I would be greatful if you could share me your knowledge in parsing the blastn file. I have a blastn output file, which is something like this
>lcl|14079 ref|NC_000009.11|:4900000-5300000 Homo sapiens chromosome 9
GRCh37 primary reference assembly
Score = 270 bits (146), Expect = 2e-74
Identities = 148/149 (99%), Gaps = 0/149 (0%)

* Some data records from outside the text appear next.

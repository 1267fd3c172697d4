//! Error taxonomy.
//!
//! Device and configuration failures have their own enums and convert into
//! the crate-level [`Error`].
//! None of these ever terminate the daemon: the loop logs and moves on.

use std::io;

use thiserror::Error as ThisError;

/// Device transport and lookup failures
#[derive(Debug, Clone, PartialEq, ThisError)]
pub enum DeviceError {
    #[error("device {0} not found")]
    NotFound(String),
    #[error("device {name} unreachable: {reason}")]
    Unreachable { name: String, reason: String },
    #[error("read of {name} failed: {reason}")]
    Read { name: String, reason: String },
    #[error("write to {name} failed: {reason}")]
    Write { name: String, reason: String },
    #[error("device {name} reported {value}, outside [0, 1]")]
    OutOfRange { name: String, value: f64 },
    #[error("system variable {0} not available")]
    Sysvar(String),
    #[error("backend unavailable: {0}")]
    Backend(String),
}

/// Parameter and definition problems
#[derive(Debug, Clone, PartialEq, ThisError)]
pub enum ConfigError {
    #[error("key {key}: {reason}")]
    InvalidKey { key: String, reason: String },
    #[error("window {window}: {reason}")]
    InvalidWindow { window: String, reason: String },
    #[error("activity {activity}: {reason}")]
    InvalidActivity { activity: String, reason: String },
    #[error("parameter file is not a JSON object")]
    NotAnObject,
}

/// Crate-level error
#[derive(Debug, ThisError)]
pub enum Error {
    #[error("device: {0}")]
    Device(#[from] DeviceError),
    #[error("config: {0}")]
    Config(#[from] ConfigError),
    #[error("invalid value: {0}")]
    InvalidValue(String),
    #[error("io: {0}")]
    Io(#[from] io::Error),
    #[error("json: {0}")]
    Json(#[from] serde_json::Error),
}

pub type Result<T, E = Error> = std::result::Result<T, E>;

Query 1 TGGGCAAGGACTTCATGTCTAAAACACCAAAAGCAATGGCAACAAAAGCCAAAATT
Sbjct 48784 TGGGCAAGGACTTCATGTCTAAAACACCAAAAGCAATGGCAACAAAAGCCAAAATT
Query 61 AATGGGATCTAATTAAACTAAAGAGCTTCTGCACAGCAAAAGAAACTACCATCAGA
Sbjct 48724 AATGGGATCTAATTCAACTAAAGAGCTTCTGCACAGCAAAAGAAACTACCATCAGA
Query 121 ACAGGCAACCTACAGAATGGGAGAACATT 149
Sbjct 48664 ACAGGCAACCTACAGAATGGGAGAACATT 48636
I would like to create a summary of the position of mismatch, and the type (insertion/deletion) from the blast output. In this case, the position 75, and the alleles A-C.

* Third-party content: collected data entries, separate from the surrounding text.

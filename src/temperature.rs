//! Outside temperature statistics.
//!
//! Keeps the current reading, the samples since the last extremum update,
//! and yesterday's maximum / this morning's minimum. Extrema are recomputed
//! once per day, on the first update after 18:00 local solar time, from
//! samples inside fixed day-part windows. An optional forecast series adds
//! forecast-qualified categories.

use std::fmt;

use log::{debug, info, warn};
use serde::{Deserialize, Serialize};

use crate::local_solar_hour;

/// Extrema are not recomputed more often than this
const EXTREMA_MIN_AGE: i64 = 18 * 3600;
const EXTREMA_AFTER_HOUR: f64 = 18.0;
const MAX_WINDOW: (f64, f64) = (13.0, 18.0);
const MIN_WINDOW: (f64, f64) = (3.0, 9.0);

#[derive(Debug, Clone, Copy, PartialEq, Eq, Hash, Serialize, Deserialize)]
pub enum TemperatureCondition {
    Cold,
    Normal,
    Hot,
    HotForecast,
    VeryHot,
    VeryHotForecast,
}

impl TemperatureCondition {
    pub const ALL: [TemperatureCondition; 6] = [
        TemperatureCondition::Cold,
        TemperatureCondition::Normal,
        TemperatureCondition::Hot,
        TemperatureCondition::HotForecast,
        TemperatureCondition::VeryHot,
        TemperatureCondition::VeryHotForecast,
    ];

    pub fn as_str(self) -> &'static str {
        match self {
            TemperatureCondition::Cold => "cold",
            TemperatureCondition::Normal => "normal",
            TemperatureCondition::Hot => "hot",
            TemperatureCondition::HotForecast => "hot-forecast",
            TemperatureCondition::VeryHot => "very-hot",
            TemperatureCondition::VeryHotForecast => "very-hot-forecast",
        }
    }

    fn severity(self) -> u8 {
        match self {
            TemperatureCondition::Cold => 0,
            TemperatureCondition::Normal => 1,
            TemperatureCondition::Hot | TemperatureCondition::HotForecast => 2,
            TemperatureCondition::VeryHot | TemperatureCondition::VeryHotForecast => 3,
        }
    }

    fn forecast_qualified(self) -> Self {
        match self {
            TemperatureCondition::Hot => TemperatureCondition::HotForecast,
            TemperatureCondition::VeryHot => TemperatureCondition::VeryHotForecast,
            c => c,
        }
    }
}

impl fmt::Display for TemperatureCondition {
    fn fmt(&self, f: &mut fmt::Formatter<'_>) -> fmt::Result {
        f.write_str(self.as_str())
    }
}

#[derive(Debug, Clone, Copy, PartialEq)]
pub struct TemperatureSettings {
    pub update_interval: f64,
    pub utc_shift: f64,
    pub max_cold: f64,
    pub max_hot: f64,
    pub max_very_hot: f64,
    pub current_hot: f64,
    pub current_very_hot: f64,
}

impl Default for TemperatureSettings {
    fn default() -> Self {
        Self {
            update_interval: 1800.0,
            utc_shift: 7.9 / 15.0,
            max_cold: 12.0,
            max_hot: 25.0,
            max_very_hot: 30.0,
            current_hot: 27.0,
            current_very_hot: 31.0,
        }
    }
}

impl TemperatureSettings {
    /// Classify a daily maximum
    fn classify_max(&self, t: f64) -> TemperatureCondition {
        if t > self.max_very_hot {
            TemperatureCondition::VeryHot
        } else if t > self.max_hot {
            TemperatureCondition::Hot
        } else if t < self.max_cold {
            TemperatureCondition::Cold
        } else {
            TemperatureCondition::Normal
        }
    }
}

/// Forecast aggregate over the configured horizon
#[derive(Debug, Clone, PartialEq, Serialize, Deserialize)]
pub struct Forecast {
    pub samples: Vec<(i64, f64)>,
    pub min: f64,
    pub max: f64,
    pub average: f64,
}

impl Forecast {
    /// Keep samples in `[from, until)`; `None` if nothing remains.
    pub fn from_series(series: &[(i64, f64)], from: i64, until: i64) -> Option<Self> {
        let samples: Vec<(i64, f64)> = series
            .iter()
            .copied()
            .filter(|&(t, v)| t >= from && t < until && v.is_finite())
            .collect();
        if samples.is_empty() {
            return None;
        }
        let (min, max, sum) = samples.iter().fold(
            (f64::INFINITY, f64::NEG_INFINITY, 0.0),
            |(lo, hi, sum), &(_, v)| (lo.min(v), hi.max(v), sum + v),
        );
        Some(Self {
            average: sum / samples.len() as f64,
            samples,
            min,
            max,
        })
    }
}

/// Persistent temperature state
#[derive(Debug, Clone, PartialEq, Serialize, Deserialize)]
pub struct TemperatureStats {
    pub current: f64,
    pub samples: Vec<(i64, f64)>,
    pub last_updated: i64,
    pub extrema_updated: i64,
    pub min: f64,
    pub min_time: i64,
    pub max: f64,
    pub max_time: i64,
    /// Last non-empty series fetched
    #[serde(default)]
    pub forecast_series: Vec<(i64, f64)>,
    /// Part of `forecast_series` inside the current horizon
    #[serde(default)]
    pub forecast: Option<Forecast>,
}

impl Default for TemperatureStats {
    fn default() -> Self {
        Self::new(5.0, 10.0)
    }
}

impl TemperatureStats {
    /// Fresh statistics seeded with assumed extrema.
    pub fn new(min: f64, max: f64) -> Self {
        Self {
            current: (min + max) / 2.0,
            samples: Vec::new(),
            last_updated: 0,
            extrema_updated: 0,
            min,
            min_time: 3 * 3600,
            max,
            max_time: 11 * 3600,
            forecast_series: Vec::new(),
            forecast: None,
        }
    }

    /// Whether a new reading should be taken.
    pub fn is_due(&self, now: i64, s: &TemperatureSettings) -> bool {
        (now - self.last_updated) as f64 > s.update_interval
    }

    /// Store a reading. Returns false if the update interval has not passed.
    pub fn update(&mut self, now: i64, reading: f64, s: &TemperatureSettings) -> bool {
        if !self.is_due(now, s) || !reading.is_finite() {
            return false;
        }
        self.current = reading;
        self.last_updated = now;

        let hour = local_solar_hour(now, s.utc_shift);
        if now - self.extrema_updated > EXTREMA_MIN_AGE && hour > EXTREMA_AFTER_HOUR {
            self.update_extrema(s.utc_shift);
            self.extrema_updated = now;
            self.samples = vec![(now, reading)];
        } else {
            self.samples.push((now, reading));
        }
        true
    }

    fn update_extrema(&mut self, utc_shift: f64) {
        let mut max: Option<(i64, f64)> = None;
        let mut min: Option<(i64, f64)> = None;
        for &(t, v) in &self.samples {
            let hour = local_solar_hour(t, utc_shift);
            if hour > MAX_WINDOW.0 && hour < MAX_WINDOW.1 && max.map_or(true, |(_, m)| v > m) {
                max = Some((t, v));
            }
            if hour > MIN_WINDOW.0 && hour < MIN_WINDOW.1 && min.map_or(true, |(_, m)| v < m) {
                min = Some((t, v));
            }
        }
        if max.is_none() && min.is_none() {
            debug!(target: "temperature", "no new minimum or maximum found");
        }
        if let Some((t, v)) = max {
            info!(target: "temperature", "new maximum {:.1} at {}", v, t);
            self.max = v;
            self.max_time = t;
        }
        if let Some((t, v)) = min {
            info!(target: "temperature", "new minimum {:.1} at {}", v, t);
            self.min = v;
            self.min_time = t;
        }
    }

    /// Take a freshly fetched series and aggregate it over `[from, until)`.
    /// An empty series keeps the previous one.
    pub fn set_forecast(&mut self, series: &[(i64, f64)], from: i64, until: i64) {
        if series.is_empty() {
            if !self.forecast_series.is_empty() {
                warn!(target: "temperature", "no forecast received, keeping the previous one");
            }
        } else {
            self.forecast_series = series.to_vec();
        }
        self.refresh_forecast(from, until);
        if let Some(f) = &self.forecast {
            debug!(
                target: "temperature",
                "forecast min {:.1} max {:.1} avg {:.1} ({} samples)",
                f.min,
                f.max,
                f.average,
                f.samples.len()
            );
        }
    }

    /// Re-aggregate the stored series over `[from, until)`.
    pub fn refresh_forecast(&mut self, from: i64, until: i64) {
        self.forecast = Forecast::from_series(&self.forecast_series, from, until);
    }

    pub fn clear_forecast(&mut self) {
        self.forecast_series.clear();
        self.forecast = None;
    }

    pub fn condition(&self, s: &TemperatureSettings) -> TemperatureCondition {
        let mut cond = s.classify_max(self.max);

        if let Some(f) = &self.forecast {
            let predicted = s.classify_max(f.max);
            if predicted != cond {
                cond = predicted.forecast_qualified();
            }
        }

        let now = if self.current > s.current_very_hot {
            Some(TemperatureCondition::VeryHot)
        } else if self.current > s.current_hot {
            Some(TemperatureCondition::Hot)
        } else {
            None
        };
        match now {
            Some(c) if c.severity() > cond.severity() => c,
            _ => cond,
        }
    }
}

#[cfg(test)]
mod tests {
    use super::*;

    fn settings() -> TemperatureSettings {
        TemperatureSettings {
            update_interval: 0.0,
            utc_shift: 0.0,
            ..TemperatureSettings::default()
        }
    }

    const DAY: i64 = 86400 * 20000;

    fn at(hour: f64) -> i64 {
        DAY + (hour * 3600.0) as i64
    }

    #[test]
    fn update_is_rate_limited() {
        let s = TemperatureSettings {
            update_interval: 600.0,
            ..settings()
        };
        let mut t = TemperatureStats::default();
        assert!(t.update(at(8.0), 12.0, &s));
        assert!(!t.update(at(8.0) + 300, 13.0, &s));
        assert_eq!(t.current, 12.0);
        assert!(t.update(at(8.0) + 601, 14.0, &s));
        assert_eq!(t.current, 14.0);
    }

    #[test]
    fn extrema_come_from_day_part_windows() {
        let s = settings();
        let mut t = TemperatureStats::new(5.0, 10.0);
        t.extrema_updated = at(0.0) - 86400;
        // Warm night, not a minimum candidate
        t.update(at(1.0), 2.0, &s);
        t.update(at(5.0), 8.0, &s);
        t.update(at(7.0), 9.0, &s);
        // Hot late morning, outside the maximum window
        t.update(at(12.0), 40.0, &s);
        t.update(at(15.0), 24.0, &s);
        t.update(at(17.0), 22.0, &s);
        assert_eq!(t.samples.len(), 6);

        t.update(at(19.0), 18.0, &s);
        assert_eq!(t.max, 24.0);
        assert_eq!(t.max_time, at(15.0));
        assert_eq!(t.min, 8.0);
        assert_eq!(t.samples, vec![(at(19.0), 18.0)]);
        assert_eq!(t.extrema_updated, at(19.0));
    }

    #[test]
    fn extrema_not_recomputed_twice_a_day() {
        let s = settings();
        let mut t = TemperatureStats::new(5.0, 10.0);
        t.update(at(15.0), 24.0, &s);
        t.extrema_updated = at(19.0) - 3600;
        t.update(at(19.0), 18.0, &s);
        assert_eq!(t.max, 10.0);
        assert_eq!(t.samples.len(), 2);
    }

    #[test]
    fn historical_categories() {
        let s = settings();
        let mut t = TemperatureStats::new(5.0, 26.0);
        t.current = 20.0;
        assert_eq!(t.condition(&s), TemperatureCondition::Hot);
        t.max = 31.0;
        assert_eq!(t.condition(&s), TemperatureCondition::VeryHot);
        t.max = 8.0;
        assert_eq!(t.condition(&s), TemperatureCondition::Cold);
        t.max = 18.0;
        assert_eq!(t.condition(&s), TemperatureCondition::Normal);
    }

    #[test]
    fn forecast_disagreement_is_qualified() {
        let s = settings();
        let mut t = TemperatureStats::new(5.0, 18.0);
        t.current = 15.0;
        let series = [(100, 20.0), (200, 27.0), (300, 22.0)];
        t.set_forecast(&series, 0, 1000);
        assert_eq!(t.condition(&s), TemperatureCondition::HotForecast);

        t.set_forecast(&[(100, 33.0)], 0, 1000);
        assert_eq!(t.condition(&s), TemperatureCondition::VeryHotForecast);

        // Forecast says cooler than yesterday
        t.max = 27.0;
        t.set_forecast(&[(100, 19.0)], 0, 1000);
        assert_eq!(t.condition(&s), TemperatureCondition::Normal);

        // Agreement keeps the plain category
        t.set_forecast(&[(100, 26.0)], 0, 1000);
        assert_eq!(t.condition(&s), TemperatureCondition::Hot);
    }

    #[test]
    fn forecast_horizon_is_bounded() {
        let series = [(50, 40.0), (100, 20.0), (200, 22.0), (1000, 35.0)];
        let f = Forecast::from_series(&series, 100, 1000).unwrap();
        assert_eq!(f.samples.len(), 2);
        assert_eq!(f.max, 22.0);
        assert_eq!(f.min, 20.0);
        assert!((f.average - 21.0).abs() < 1e-12);
        assert!(Forecast::from_series(&series, 2000, 3000).is_none());
    }

    #[test]
    fn failed_fetch_keeps_last_forecast() {
        let s = settings();
        let mut t = TemperatureStats::new(5.0, 18.0);
        t.current = 15.0;
        t.set_forecast(&[(100, 20.0), (200, 33.0), (300, 22.0)], 0, 1000);
        assert_eq!(t.condition(&s), TemperatureCondition::VeryHotForecast);

        t.set_forecast(&[], 50, 1000);
        assert_eq!(t.forecast.as_ref().map(|f| f.max), Some(33.0));
        assert_eq!(t.condition(&s), TemperatureCondition::VeryHotForecast);
    }

    #[test]
    fn forecast_window_moves_with_time() {
        let s = settings();
        let mut t = TemperatureStats::new(5.0, 18.0);
        t.current = 15.0;
        t.set_forecast(&[(100, 33.0), (500, 27.0)], 0, 1000);
        assert_eq!(t.condition(&s), TemperatureCondition::VeryHotForecast);

        // The hot sample is in the past now
        t.refresh_forecast(200, 1000);
        assert_eq!(t.forecast.as_ref().map(|f| f.samples.len()), Some(1));
        assert_eq!(t.condition(&s), TemperatureCondition::HotForecast);

        t.refresh_forecast(600, 1000);
        assert!(t.forecast.is_none());
        assert_eq!(t.condition(&s), TemperatureCondition::Normal);
        assert_eq!(t.forecast_series.len(), 2);
    }

    #[test]
    fn current_reading_escalates() {
        let s = settings();
        let mut t = TemperatureStats::new(5.0, 18.0);
        t.current = 28.0;
        assert_eq!(t.condition(&s), TemperatureCondition::Hot);
        t.current = 32.0;
        assert_eq!(t.condition(&s), TemperatureCondition::VeryHot);

        // Never downgrades a forecast category
        t.current = 28.0;
        t.set_forecast(&[(100, 33.0)], 0, 1000);
        assert_eq!(t.condition(&s), TemperatureCondition::VeryHotForecast);
    }
}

I tried with BioSearchIO, which parses the percentage, start and the end position of the alignment.Obviously, I dont want to have them in my summary rather the corodinates of mismatch, type of variation. Have any one know about any modules in perl/or a simpler(even harder) way of finding the position of mismatch and the type of variation?